Panik bozukluk, tekrarlayan panik ataklar (bakınız; merak ettikleriniz => panik atak) ile seyirli bir

hastalıktır. Panik bozukluğun hayat uzunluğu yaygınlığı %4-5, yalnızca panik atağının sıklığı %22 gibi

yüksek bir orandır. Bayanlarda erkeklere nazaran 2 ila 4 kat daha fazla görülür. Hastalığın en sık

başlama yaşları 25-30 ve 45-50 yaş aralıklarıdır. Ekseriyetle başlangıçta psikiyatri dışı hekimlere

başvurulduğu için panik bozukluk teşhisinin konulması ve tedavi başlanması gecikir.

Panik atak sırasında yaşanan belirtilerin yanı sıra, bu hastalığın yarattığı en değerli olumsuzluk,

atak geçirme korkusu ile, daha doğrusu atak olursa yardım alamama tasası ile ortaya çıkan

kaçınmalardır. Hastalar, bu tasa nedeniyle kalabalığa, kapalı yerlere (alışveriş merkezleri,

restoranlar-kafe-barlar, asansör, otomobil, metro, vapur, uçak üzere ulaşım araçları, tünel) girmekten

kaçınmaya başlarlar. Meskende yalnız kalamaz olurlar ya da işlerine giderken yol güzergahlarını

hastanelere yakın olacak halde ayarlamaya başlarlar. Doğaldır ki tüm bunlar hastanın

yaşamında değerli kısıtlamalara yol açar ve hayat kalitesinin fonksiyonelliğini bariz olarak bozar.

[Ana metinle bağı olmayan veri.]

//! Image upload events.
//!
//! The write path hands each stored image to a background worker after its
//! transaction commits. The worker writes the bytes to object storage; its
//! failures are logged and never reach the request that produced the event.

use bytes::Bytes;
use hobbyshare_common::{
    model::{Id, post::PostImageMarker},
    storage::ObjectStorage,
    store::PostStore,
};
use std::sync::Arc;
use tokio::{sync::mpsc, task::JoinHandle};
use tracing::{debug, error, info, warn};

#[derive(Clone, Eq, PartialEq, Debug)]
pub struct ImageUploadEvent {
    pub image_id: Id<PostImageMarker>,
    pub file_name: String,
    pub data: Bytes,
}

pub type ImageEventSender = mpsc::UnboundedSender<ImageUploadEvent>;
pub type ImageEventReceiver = mpsc::UnboundedReceiver<ImageUploadEvent>;

#[must_use]
pub fn image_event_channel() -> (ImageEventSender, ImageEventReceiver) {
    mpsc::unbounded_channel()
}

/// Publishes events without waiting for the worker.
pub fn publish_image_events(sender: &ImageEventSender, events: Vec<ImageUploadEvent>) {
    for event in events {
        let image_id = event.image_id;
        if sender.send(event).is_err() {
            warn!(%image_id, "Image upload worker is gone, dropping event");
        } else {
            debug!(%image_id, "Queued image upload");
        }
    }
}

/// Runs until every sender is dropped and the queue is drained.
pub fn spawn_image_upload_worker<S: PostStore>(
    store: Arc<S>,
    storage: Arc<dyn ObjectStorage>,
    mut receiver: ImageEventReceiver,
) -> JoinHandle<()> {
    tokio::spawn(async move {
        info!("Image upload worker started");

        while let Some(event) = receiver.recv().await {
            store_image(store.as_ref(), storage.as_ref(), event).await;
        }

        info!("Image upload worker stopped");
    })
}

/// Writes the bytes of an image whose row still exists. A post deleted while
/// the write was in flight gets its object removed again.
async fn store_image<S: PostStore>(
    store: &S,
    storage: &dyn ObjectStorage,
    event: ImageUploadEvent,
) {
    let ImageUploadEvent {
        image_id,
        file_name,
        data,
    } = event;
    let bytes = data.len();

    match store.post_image_exists(image_id).await {
        Ok(true) => {}
        Ok(false) => {
            debug!(%image_id, %file_name, "Image was deleted before upload, skipping");
            return;
        }
        Err(err) => warn!(%image_id, error = %err, "Could not check image, storing anyway"),
    }

    if let Err(err) = storage.put_object(&file_name, data).await {
        error!(%image_id, %file_name, error = %err, "Storing uploaded image failed");
        return;
    }
    debug!(%image_id, %file_name, bytes, "Stored uploaded image");

    if let Ok(false) = store.post_image_exists(image_id).await {
        match storage.delete_object(&file_name).await {
            Ok(()) => debug!(%image_id, %file_name, "Removed image deleted during upload"),
            Err(err) => error!(%image_id, %file_name, error = %err, "Could not remove orphaned image"),
        }
    }
}

#[cfg(test)]
mod tests {
    use crate::{
        events::{
            ImageUploadEvent, image_event_channel, publish_image_events,
            spawn_image_upload_worker,
        },
        service::testing::{MemoryObjectStorage, MemoryStore},
    };
    use bytes::Bytes;
    use hobbyshare_common::model::{Id, post::PostImageMarker};
    use std::sync::Arc;

    fn event(image_id: Id<PostImageMarker>, name: &str) -> ImageUploadEvent {
        ImageUploadEvent {
            image_id,
            file_name: name.to_owned(),
            data: Bytes::from_static(b"pixels"),
        }
    }

    fn store_with_images(names: &[&str]) -> (Arc<MemoryStore>, Vec<Id<PostImageMarker>>) {
        let store = Arc::new(MemoryStore::default());
        let author = store.add_user("alice");
        let post = store.add_post(author, "Pictures", &[]);
        let ids = names
            .iter()
            .map(|name| store.add_image(post, &format!("https://cdn.test/images/{name}")))
            .collect();
        (store, ids)
    }

    #[tokio::test]
    async fn worker_stores_every_event_then_stops() {
        let (store, ids) = store_with_images(&["a.png", "b.png"]);
        let storage = Arc::new(MemoryObjectStorage::default());
        let (sender, receiver) = image_event_channel();
        let worker = spawn_image_upload_worker(store, storage.clone(), receiver);

        publish_image_events(&sender, vec![event(ids[0], "a.png"), event(ids[1], "b.png")]);
        drop(sender);
        worker.await.unwrap();

        assert_eq!(storage.object_keys(), vec!["a.png", "b.png"]);
    }

    #[tokio::test]
    async fn worker_survives_storage_failures() {
        let (store, ids) = store_with_images(&["broken.png", "fine.png"]);
        let storage = Arc::new(MemoryObjectStorage::default());
        storage.fail_puts_for("broken.png");
        let (sender, receiver) = image_event_channel();
        let worker = spawn_image_upload_worker(store, storage.clone(), receiver);

        publish_image_events(
            &sender,
            vec![event(ids[0], "broken.png"), event(ids[1], "fine.png")],
        );
        drop(sender);
        worker.await.unwrap();

        assert_eq!(storage.object_keys(), vec!["fine.png"]);
    }

    #[tokio::test]
    async fn worker_skips_images_without_a_row() {
        let (store, ids) = store_with_images(&["kept.png"]);
        let storage = Arc::new(MemoryObjectStorage::default());
        let (sender, receiver) = image_event_channel();
        let worker = spawn_image_upload_worker(store, storage.clone(), receiver);

        publish_image_events(
            &sender,
            vec![event(Id::new(999), "gone.png"), event(ids[0], "kept.png")],
        );
        drop(sender);
        worker.await.unwrap();

        assert_eq!(storage.object_keys(), vec!["kept.png"]);
    }

    #[test]
    fn publishing_to_a_closed_channel_is_not_an_error() {
        let (sender, receiver) = image_event_channel();
        drop(receiver);

        publish_image_events(&sender, vec![event(Id::new(1), "a.png")]);
    }
}
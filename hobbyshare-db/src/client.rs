use crate::{
    Result,
    record::{
        AccountRecord, CommentCountRecord, HobbyTagRecord, PostHobbyTagRecord, PostImageRecord,
        PostSummaryRecord, UserRecord,
    },
    transaction::DbTransaction,
};
use async_trait::async_trait;
use hobbyshare_common::{
    model::{
        Id,
        auth::{Account, CreateAccount, Email},
        post::{CommentCount, PostImage, PostImageMarker, PostMarker, PostSummary},
        tag::{HobbyTag, HobbyTagMarker},
        user::{User, UserMarker},
    },
    store::{self, PostStore, UserStore},
    util::PageSize,
};
use sqlx::{PgConnection, PgPool, migrate::Migrator, postgres::PgPoolOptions, query, query_as};
use std::collections::HashMap;
use tracing::{debug, info};

static MIGRATOR: Migrator = sqlx::migrate!("./migrations");

#[derive(Clone, Debug)]
pub struct DbClient {
    pool: PgPool,
}

impl DbClient {
    #[must_use]
    pub fn new(pool: PgPool) -> Self {
        Self { pool }
    }

    pub async fn connect(database_url: &str, max_connections: u32) -> Result<Self> {
        let pool = PgPoolOptions::new()
            .max_connections(max_connections)
            .connect(database_url)
            .await?;

        info!(max_connections, "Connected to PostgreSQL");
        Ok(Self::new(pool))
    }

    pub async fn migrate(&self) -> Result<()> {
        MIGRATOR.run(&self.pool).await?;

        info!("Database migrations applied");
        Ok(())
    }

    pub async fn close(&self) {
        self.pool.close().await;
    }

    pub async fn begin_transaction(&self) -> Result<DbTransaction> {
        Ok(DbTransaction::new(self.pool.begin().await?))
    }

    pub async fn fetch_account_by_email(&self, email: &Email) -> Result<Option<Account>> {
        let record = query_as::<_, AccountRecord>(
            "
            SELECT
                users.user_id,
                users.nickname,
                users.email,
                users.password_hash
            FROM
                users.users
            WHERE
                users.email = $1
            ",
        )
        .bind(email.get())
        .fetch_optional(&self.pool)
        .await?;

        let account = record.map(Account::try_from).transpose()?;
        Ok(account)
    }

    pub async fn create_account(&self, account: &CreateAccount) -> Result<User> {
        let record = query_as::<_, UserRecord>(
            "
            INSERT INTO users.users (email, nickname, password_hash)
            VALUES ($1, $2, $3)
            RETURNING users.user_id, users.nickname
            ",
        )
        .bind(account.email.get())
        .bind(account.nickname.get())
        .bind(&account.password_hash)
        .fetch_one(&self.pool)
        .await?;

        Ok(User::try_from(record)?)
    }

    pub async fn replace_user_hobby_tags(
        &self,
        user_id: Id<UserMarker>,
        names: &[String],
    ) -> Result<Vec<HobbyTag>> {
        let mut tx = self.pool.begin().await?;

        query("DELETE FROM users.user_hobby_tags WHERE user_hobby_tags.user_id = $1")
            .bind(user_id.to_db())
            .execute(&mut *tx)
            .await?;

        if !names.is_empty() {
            query(
                "
                INSERT INTO users.user_hobby_tags (user_id, hobby_tag_id)
                SELECT $1, hobby_tags.hobby_tag_id
                FROM hobbies.hobby_tags
                WHERE hobby_tags.name = ANY($2)
                ",
            )
            .bind(user_id.to_db())
            .bind(names)
            .execute(&mut *tx)
            .await?;
        }

        let tags = fetch_user_hobby_tags(&mut tx, user_id).await?;
        tx.commit().await?;

        debug!(%user_id, tags = tags.len(), "Replaced user hobby tags");
        Ok(tags)
    }

    pub async fn fetch_user_hobby_tags(&self, user_id: Id<UserMarker>) -> Result<Vec<HobbyTag>> {
        let mut conn = self.pool.acquire().await?;
        fetch_user_hobby_tags(&mut conn, user_id).await
    }

    pub async fn fetch_hobby_tags(&self) -> Result<Vec<HobbyTag>> {
        let records = query_as::<_, HobbyTagRecord>(
            "
            SELECT
                hobby_tags.hobby_tag_id,
                hobby_tags.name
            FROM
                hobbies.hobby_tags
            ORDER BY
                hobby_tags.name
            ",
        )
        .fetch_all(&self.pool)
        .await?;

        let tags = records
            .into_iter()
            .map(HobbyTag::try_from)
            .collect::<Result<_, _>>()?;
        Ok(tags)
    }

    pub async fn fetch_post_ids(
        &self,
        before: Option<Id<PostMarker>>,
        page_size: PageSize,
    ) -> Result<Vec<Id<PostMarker>>> {
        let ids = sqlx::query_scalar::<_, i64>(
            "
            SELECT
                posts.post_id
            FROM
                posts.posts
            WHERE
                $1::BIGINT IS NULL OR posts.post_id < $1
            ORDER BY
                posts.post_id DESC
            LIMIT $2
            ",
        )
        .bind(before.map(Id::to_db))
        .bind(page_size.to_db())
        .fetch_all(&self.pool)
        .await?;

        collect_ids(ids)
    }

    pub async fn fetch_post_ids_with_tags(
        &self,
        tags: &[Id<HobbyTagMarker>],
        before: Option<Id<PostMarker>>,
        page_size: PageSize,
    ) -> Result<Vec<Id<PostMarker>>> {
        let tag_ids: Vec<i64> = tags.iter().copied().map(Id::to_db).collect();

        let ids = sqlx::query_scalar::<_, i64>(
            "
            SELECT
                posts.post_id
            FROM
                posts.posts
            WHERE
                EXISTS (
                    SELECT 1
                    FROM posts.post_hobby_tags
                    WHERE post_hobby_tags.post_id = posts.post_id
                        AND post_hobby_tags.hobby_tag_id = ANY($1)
                )
                AND ($2::BIGINT IS NULL OR posts.post_id < $2)
            ORDER BY
                posts.post_id DESC
            LIMIT $3
            ",
        )
        .bind(tag_ids)
        .bind(before.map(Id::to_db))
        .bind(page_size.to_db())
        .fetch_all(&self.pool)
        .await?;

        collect_ids(ids)
    }

    pub async fn fetch_post_summaries(
        &self,
        post_ids: &[Id<PostMarker>],
    ) -> Result<Vec<PostSummary>> {
        if post_ids.is_empty() {
            return Ok(Vec::new());
        }

        let mut conn = self.pool.acquire().await?;
        fetch_post_summaries(&mut conn, post_ids).await
    }

    pub async fn fetch_comment_counts(
        &self,
        post_ids: &[Id<PostMarker>],
    ) -> Result<Vec<CommentCount>> {
        let ids: Vec<i64> = post_ids.iter().copied().map(Id::to_db).collect();

        let records = query_as::<_, CommentCountRecord>(
            "
            SELECT
                comments.post_id,
                COUNT(*) AS comment_count
            FROM
                posts.comments
            WHERE
                comments.post_id = ANY($1)
            GROUP BY
                comments.post_id
            ",
        )
        .bind(ids)
        .fetch_all(&self.pool)
        .await?;

        let counts = records
            .into_iter()
            .map(CommentCount::try_from)
            .collect::<Result<_, _>>()?;
        Ok(counts)
    }

    pub async fn fetch_user_hobby_tag_ids(
        &self,
        user_id: Id<UserMarker>,
    ) -> Result<Vec<Id<HobbyTagMarker>>> {
        let ids = sqlx::query_scalar::<_, i64>(
            "
            SELECT
                user_hobby_tags.hobby_tag_id
            FROM
                users.user_hobby_tags
            WHERE
                user_hobby_tags.user_id = $1
            ",
        )
        .bind(user_id.to_db())
        .fetch_all(&self.pool)
        .await?;

        collect_ids(ids)
    }

    pub async fn post_image_exists(&self, image_id: Id<PostImageMarker>) -> Result<bool> {
        let exists = sqlx::query_scalar::<_, bool>(
            "
            SELECT EXISTS (
                SELECT 1
                FROM posts.post_images
                WHERE post_images.post_image_id = $1
            )
            ",
        )
        .bind(image_id.to_db())
        .fetch_one(&self.pool)
        .await?;

        Ok(exists)
    }
}
use crate::{server::ServerError, service::auth::AuthService};
use axum::{
    extract::{FromRef, FromRequestParts},
    http::{header::AUTHORIZATION, request::Parts},
};
use hobbyshare_common::{
    model::{Id, user::{User, UserMarker}},
    token::resolve_access_token,
};
use hobbyshare_db::client::DbClient;

/// The user behind the request's bearer access token.
#[derive(Clone, Eq, PartialEq, Debug, Hash)]
pub struct AuthenticatedUser {
    user: User,
}

impl AuthenticatedUser {
    #[must_use]
    pub fn user_id(&self) -> Id<UserMarker> {
        self.user.id
    }

    #[must_use]
    pub fn into_user(self) -> User {
        self.user
    }
}

impl<S> FromRequestParts<S> for AuthenticatedUser
where
    AuthService<DbClient>: FromRef<S>,
    S: Send + Sync,
{
    type Rejection = ServerError;

    async fn from_request_parts(parts: &mut Parts, state: &S) -> Result<Self, Self::Rejection> {
        let authorization = parts
            .headers
            .get(AUTHORIZATION)
            .and_then(|value| value.to_str().ok());
        let token = resolve_access_token(authorization).ok_or(ServerError::MissingCredentials)?;

        let user = AuthService::<DbClient>::from_ref(state)
            .authenticate(token)
            .await?;

        Ok(Self { user })
    }
}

Diğer taraftan panik bozukluk tedaviye karşılığı yüksek bir hastalıktır, hem ilaçlar ile hem de uygun

psikoterapi teknikleri ile tedavisi mümkündür. Yapılan çalışmalar, psikoterapi ve ilaç tedavisinin

birlikte kullanımının, bunlardan yalnızca birinin kullanımına nazaran daha yüksek tedavi ve kalıcı

iyileşme oranına sahip olduğunu göstermektedir. Panik bozuklukta en aktif psikoterapi yöntemi

bilişsel-davranışçı terapidir. Bunun yanı sıra gerekli durumlarda başka psikoterapi türleri

(psikodinamik psikoterapi ya da destekleyici psikoterapi) de kullanılabilir, ya da onların da

tekniklerinden faydalanabilinir. Panik bozukluğun ilaç tedavisinde ise esas anksiyete giderici

ilaçlar ve antidepresan ilaçlar kullanılmaktadır.